Anomalie che passeranno sotto silenzio.
Da cittadino, tendo a fidarmi di più dei numeri relativi a chi chiama la app “YouPol” perché è davvero in pericolo e vuole un intervento delle forze dell’ordine, rispetto a numeri forniti da servizi non controllabili, non verificabili a cui si rivolgono persone che magari chiedono informazioni o segnalano situazioni blandamente critiche. Uomo o donna, se sei in pericolo, chiami la Polizia, mica un ufficio informazioni (questo è Telefono Rosa). Ecco dunque un aspetto dell’aberrazione: quelli di Telefono Rosa sono dati privi di ogni rilevanza statistica, smentiti dai dati reali e tuttavia acquisiti dall’ISTAT, dalle istituzioni e da tutta l’informazione pubblica come qualcosa di significativo. Di nuovo dunque, in modo involontario come nel 2018, e grazie al nostro precedente monitoraggio della app YouPol, si svela la realtà delle cose, con un ridimensionamento netto della versione che viene trasmessa dai portatori di interesse e dai media. Siamo a 90 chiamate d’emergenza al mese, 3 al giorno su tutto il territorio nazionale. Ecco perché, ora si può dire, la Polizia di Stato non ci ha fatto avere i dati a suo tempo.

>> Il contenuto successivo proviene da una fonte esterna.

//! ACH operations against stored, verified bank accounts.

use tokio_util::sync::CancellationToken;
use uuid::Uuid;

use super::{draft_transaction, DescendantRequest, PaymentOrchestrator, Plan, RootStart};
use crate::domain::{PaymentType, Transaction, TransactionType};
use crate::error::PaymentError;
use crate::gateway::{GatewayOperation, GatewaySource, OperationKind};
use crate::validation::{validate_currency, validate_positive_amount};

#[derive(Debug, Clone)]
pub struct AchPaymentRequest {
    pub merchant_id: Uuid,
    pub payment_method_id: Uuid,
    pub amount_cents: i64,
    pub currency: String,
    pub idempotency_key: String,
}

#[derive(Debug, Clone)]
pub struct AchVoidRequest {
    pub merchant_id: Uuid,
    /// The DEBIT or CREDIT being voided.
    pub transaction_id: Uuid,
    pub idempotency_key: String,
}

impl PaymentOrchestrator {
    /// Pulls funds from a verified bank account.
    pub async fn ach_debit(
        &self,
        request: AchPaymentRequest,
        cancel: &CancellationToken,
    ) -> Result<Transaction, PaymentError> {
        self.ach_root(request, TransactionType::Debit, OperationKind::AchDebit, cancel)
            .await
    }

    /// Pushes funds to a verified bank account.
    pub async fn ach_credit(
        &self,
        request: AchPaymentRequest,
        cancel: &CancellationToken,
    ) -> Result<Transaction, PaymentError> {
        self.ach_root(request, TransactionType::Credit, OperationKind::AchCredit, cancel)
            .await
    }

    pub async fn ach_void(
        &self,
        request: AchVoidRequest,
        cancel: &CancellationToken,
    ) -> Result<Transaction, PaymentError> {
        self.run_descendant(
            DescendantRequest {
                merchant_id: request.merchant_id,
                parent_id: request.transaction_id,
                amount_cents: None,
                transaction_type: TransactionType::AchVoid,
                idempotency_key: &request.idempotency_key,
            },
            cancel,
        )
        .await
    }

    async fn ach_root(
        &self,
        request: AchPaymentRequest,
        transaction_type: TransactionType,
        kind: OperationKind,
        cancel: &CancellationToken,
    ) -> Result<Transaction, PaymentError> {
        validate_positive_amount(request.amount_cents)?;
        validate_currency(&request.currency)?;

        let (id, in_flight) = match self
            .begin_root(
                request.merchant_id,
                &request.idempotency_key,
                transaction_type,
                request.amount_cents,
            )
            .await?
        {
            RootStart::Replayed(existing, _) => return Ok(existing),
            RootStart::Fresh { id, in_flight } => (id, in_flight),
        };

        let method = self
            .load_payment_method(request.merchant_id, request.payment_method_id)
            .await?;
        if method.payment_type != PaymentType::Ach {
            return Err(PaymentError::PaymentMethodUnusable(format!(
                "payment method {} is not a bank account",
                method.id
            )));
        }
        if !method.can_move_funds() {
            if !method.is_usable() {
                return Err(PaymentError::PaymentMethodUnusable(format!(
                    "payment method {} is inactive or deleted",
                    method.id
                )));
            }
            tracing::info!(
                payment_method_id = %method.id,
                "Rejecting ACH operation on unverified bank account"
            );
            return Err(PaymentError::PaymentMethodNotVerified(method.id));
        }

        let transaction = draft_transaction(
            id,
            None,
            request.merchant_id,
            method.customer_id,
            Some(method.id),
            transaction_type,
            PaymentType::Ach,
            request.amount_cents,
            &request.currency,
            &request.idempotency_key,
            self.clock.now(),
        );
        let plan = Plan {
            gateway_op: GatewayOperation {
                kind,
                merchant_id: request.merchant_id,
                amount_cents: request.amount_cents,
                tran_nbr: transaction.gateway_tran_nbr.clone(),
                source: GatewaySource::StoredToken(method.bric),
            },
            transaction,
            root_id: id,
            expected_version: None,
            rule: None,
            touch_payment_method: Some(method.id),
            new_method: None,
        };

        self.finish_root(plan, in_flight, cancel)
            .await
            .map(|(tx, _)| tx)
    }
}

Non tanto per evitare di “bruciare” i dati della brochure in uscita, quanto perché la risultante è scomoda assai, dato che contrasta con l’asserito aumento del millemila per cento delle segnalazioni dichiarate da Telefono Rosa. I dati “YouPol” sono insomma roba da far saltare tutta la narrativa delle donne recluse con gli aguzzini, della violenza dilagante contro le donne, dell’emergenza nazionale e di tutto l’armamentario propagandistico che ben conosciamo. Numeri piccoli, microscopici ma reali, che frantumano un gigantesco giocattolo concepito solo per macinare soldi e potere, e per alimentare clientele.